* What the task asks:
Show each line of the records in which the word "sequence" occurs.

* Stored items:
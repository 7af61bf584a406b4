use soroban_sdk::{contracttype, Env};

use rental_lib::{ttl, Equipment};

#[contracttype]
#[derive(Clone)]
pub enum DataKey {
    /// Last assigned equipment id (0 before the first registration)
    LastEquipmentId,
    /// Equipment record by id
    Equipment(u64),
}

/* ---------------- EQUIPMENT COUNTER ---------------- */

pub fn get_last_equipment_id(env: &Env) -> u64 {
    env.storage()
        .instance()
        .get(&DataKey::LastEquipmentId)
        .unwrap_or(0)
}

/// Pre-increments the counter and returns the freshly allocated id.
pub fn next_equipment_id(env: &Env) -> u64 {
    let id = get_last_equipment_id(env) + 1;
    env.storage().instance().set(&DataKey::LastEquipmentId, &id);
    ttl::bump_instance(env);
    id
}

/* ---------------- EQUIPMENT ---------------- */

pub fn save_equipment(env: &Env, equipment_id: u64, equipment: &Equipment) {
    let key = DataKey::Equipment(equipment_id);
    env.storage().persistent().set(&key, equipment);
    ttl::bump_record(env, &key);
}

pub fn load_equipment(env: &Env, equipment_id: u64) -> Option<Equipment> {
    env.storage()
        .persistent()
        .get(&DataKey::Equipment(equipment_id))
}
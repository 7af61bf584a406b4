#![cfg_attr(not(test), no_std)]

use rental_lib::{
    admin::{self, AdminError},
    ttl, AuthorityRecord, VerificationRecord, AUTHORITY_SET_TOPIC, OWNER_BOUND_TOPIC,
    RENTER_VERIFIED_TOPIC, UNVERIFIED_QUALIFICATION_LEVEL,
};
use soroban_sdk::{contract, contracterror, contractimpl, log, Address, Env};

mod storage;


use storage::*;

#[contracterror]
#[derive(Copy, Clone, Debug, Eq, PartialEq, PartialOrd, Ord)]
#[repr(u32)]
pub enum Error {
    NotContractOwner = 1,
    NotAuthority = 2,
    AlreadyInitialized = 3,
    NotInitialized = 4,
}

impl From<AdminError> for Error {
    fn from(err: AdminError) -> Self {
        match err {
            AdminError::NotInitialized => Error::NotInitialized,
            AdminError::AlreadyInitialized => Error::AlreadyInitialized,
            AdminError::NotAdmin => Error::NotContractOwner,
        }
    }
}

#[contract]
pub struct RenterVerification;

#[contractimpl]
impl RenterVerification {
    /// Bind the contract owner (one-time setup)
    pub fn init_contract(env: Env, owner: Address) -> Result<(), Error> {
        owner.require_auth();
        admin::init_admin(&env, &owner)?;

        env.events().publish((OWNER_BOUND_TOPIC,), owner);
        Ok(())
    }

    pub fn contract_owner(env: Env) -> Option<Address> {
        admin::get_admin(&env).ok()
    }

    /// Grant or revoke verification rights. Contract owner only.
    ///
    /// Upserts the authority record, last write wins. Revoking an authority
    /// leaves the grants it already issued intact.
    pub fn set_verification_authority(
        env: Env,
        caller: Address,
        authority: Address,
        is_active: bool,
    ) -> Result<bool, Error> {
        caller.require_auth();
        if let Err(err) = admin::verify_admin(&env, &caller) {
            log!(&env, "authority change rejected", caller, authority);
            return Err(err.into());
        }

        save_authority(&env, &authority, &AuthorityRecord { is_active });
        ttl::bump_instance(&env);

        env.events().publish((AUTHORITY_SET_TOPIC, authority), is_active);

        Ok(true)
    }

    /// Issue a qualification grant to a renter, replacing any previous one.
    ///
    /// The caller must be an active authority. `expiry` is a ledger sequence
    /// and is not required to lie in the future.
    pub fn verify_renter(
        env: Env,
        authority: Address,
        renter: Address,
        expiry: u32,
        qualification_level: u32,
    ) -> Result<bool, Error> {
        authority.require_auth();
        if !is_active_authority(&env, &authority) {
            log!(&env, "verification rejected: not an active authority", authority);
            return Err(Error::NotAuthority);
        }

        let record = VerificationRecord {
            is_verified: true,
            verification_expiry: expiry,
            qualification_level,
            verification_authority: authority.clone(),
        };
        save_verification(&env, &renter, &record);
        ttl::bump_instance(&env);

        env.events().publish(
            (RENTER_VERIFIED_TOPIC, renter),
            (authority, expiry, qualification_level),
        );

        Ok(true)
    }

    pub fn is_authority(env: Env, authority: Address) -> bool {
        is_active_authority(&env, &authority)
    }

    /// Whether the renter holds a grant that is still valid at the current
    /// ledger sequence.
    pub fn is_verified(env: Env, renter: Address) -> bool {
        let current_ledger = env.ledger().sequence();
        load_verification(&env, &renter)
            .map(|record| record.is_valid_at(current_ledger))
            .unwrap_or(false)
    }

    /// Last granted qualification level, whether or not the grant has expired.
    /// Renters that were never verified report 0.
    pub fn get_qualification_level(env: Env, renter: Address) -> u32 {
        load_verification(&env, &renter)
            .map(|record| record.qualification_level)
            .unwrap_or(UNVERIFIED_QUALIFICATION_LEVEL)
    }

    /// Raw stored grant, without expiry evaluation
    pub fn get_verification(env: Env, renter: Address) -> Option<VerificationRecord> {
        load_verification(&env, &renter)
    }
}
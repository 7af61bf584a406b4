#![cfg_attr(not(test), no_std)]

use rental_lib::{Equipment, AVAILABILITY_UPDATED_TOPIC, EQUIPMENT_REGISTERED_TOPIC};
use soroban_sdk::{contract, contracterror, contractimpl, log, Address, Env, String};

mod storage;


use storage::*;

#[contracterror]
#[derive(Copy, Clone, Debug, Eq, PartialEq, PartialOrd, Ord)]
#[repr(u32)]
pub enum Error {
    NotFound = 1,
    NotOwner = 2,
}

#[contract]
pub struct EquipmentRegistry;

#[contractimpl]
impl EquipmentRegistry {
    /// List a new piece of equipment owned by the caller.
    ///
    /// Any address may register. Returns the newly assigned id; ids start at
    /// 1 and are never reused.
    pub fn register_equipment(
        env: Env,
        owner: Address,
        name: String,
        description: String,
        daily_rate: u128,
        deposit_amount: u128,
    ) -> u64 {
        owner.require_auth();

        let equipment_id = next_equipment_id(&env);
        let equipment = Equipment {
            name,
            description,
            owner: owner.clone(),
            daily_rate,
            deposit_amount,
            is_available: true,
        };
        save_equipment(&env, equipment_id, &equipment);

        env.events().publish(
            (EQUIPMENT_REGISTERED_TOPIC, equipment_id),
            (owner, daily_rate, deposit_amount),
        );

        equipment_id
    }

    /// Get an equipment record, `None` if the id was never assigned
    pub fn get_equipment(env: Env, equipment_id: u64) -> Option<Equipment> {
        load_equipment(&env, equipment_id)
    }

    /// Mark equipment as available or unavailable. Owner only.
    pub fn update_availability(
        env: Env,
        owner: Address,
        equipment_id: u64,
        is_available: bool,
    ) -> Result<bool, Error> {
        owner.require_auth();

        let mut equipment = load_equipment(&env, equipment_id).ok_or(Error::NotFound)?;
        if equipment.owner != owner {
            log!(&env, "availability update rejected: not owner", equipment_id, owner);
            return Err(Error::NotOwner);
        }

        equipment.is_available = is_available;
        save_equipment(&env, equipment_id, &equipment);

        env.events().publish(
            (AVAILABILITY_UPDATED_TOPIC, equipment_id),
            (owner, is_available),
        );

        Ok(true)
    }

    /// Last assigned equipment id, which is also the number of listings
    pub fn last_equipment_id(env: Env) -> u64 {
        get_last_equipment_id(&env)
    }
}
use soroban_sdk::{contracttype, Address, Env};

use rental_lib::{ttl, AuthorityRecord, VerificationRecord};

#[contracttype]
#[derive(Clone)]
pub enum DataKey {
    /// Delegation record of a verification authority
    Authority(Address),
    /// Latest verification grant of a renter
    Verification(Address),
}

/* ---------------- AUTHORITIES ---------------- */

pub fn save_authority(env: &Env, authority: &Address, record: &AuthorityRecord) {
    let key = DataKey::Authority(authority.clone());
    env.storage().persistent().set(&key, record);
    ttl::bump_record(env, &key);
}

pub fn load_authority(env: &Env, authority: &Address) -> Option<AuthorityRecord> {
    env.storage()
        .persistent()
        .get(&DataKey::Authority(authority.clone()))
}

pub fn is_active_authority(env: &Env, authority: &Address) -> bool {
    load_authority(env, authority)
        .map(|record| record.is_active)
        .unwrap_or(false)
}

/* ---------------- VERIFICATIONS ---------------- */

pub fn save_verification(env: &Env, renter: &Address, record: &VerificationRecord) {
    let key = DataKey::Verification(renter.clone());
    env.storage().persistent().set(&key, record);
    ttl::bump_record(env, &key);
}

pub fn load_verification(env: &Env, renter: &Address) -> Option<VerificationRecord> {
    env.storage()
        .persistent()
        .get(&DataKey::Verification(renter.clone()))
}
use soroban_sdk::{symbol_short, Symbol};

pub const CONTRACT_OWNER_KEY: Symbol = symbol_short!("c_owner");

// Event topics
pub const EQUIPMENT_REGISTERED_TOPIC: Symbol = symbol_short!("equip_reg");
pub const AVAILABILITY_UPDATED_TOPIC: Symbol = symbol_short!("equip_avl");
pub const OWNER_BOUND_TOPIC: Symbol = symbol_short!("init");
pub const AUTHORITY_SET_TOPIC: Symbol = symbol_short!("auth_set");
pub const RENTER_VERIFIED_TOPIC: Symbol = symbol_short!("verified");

* Solution for this problem:
    /// The caller must be an active authority. `expiry` is a ledger sequence
    /// ledger sequence.
        let current_ledger = env.ledger().sequence();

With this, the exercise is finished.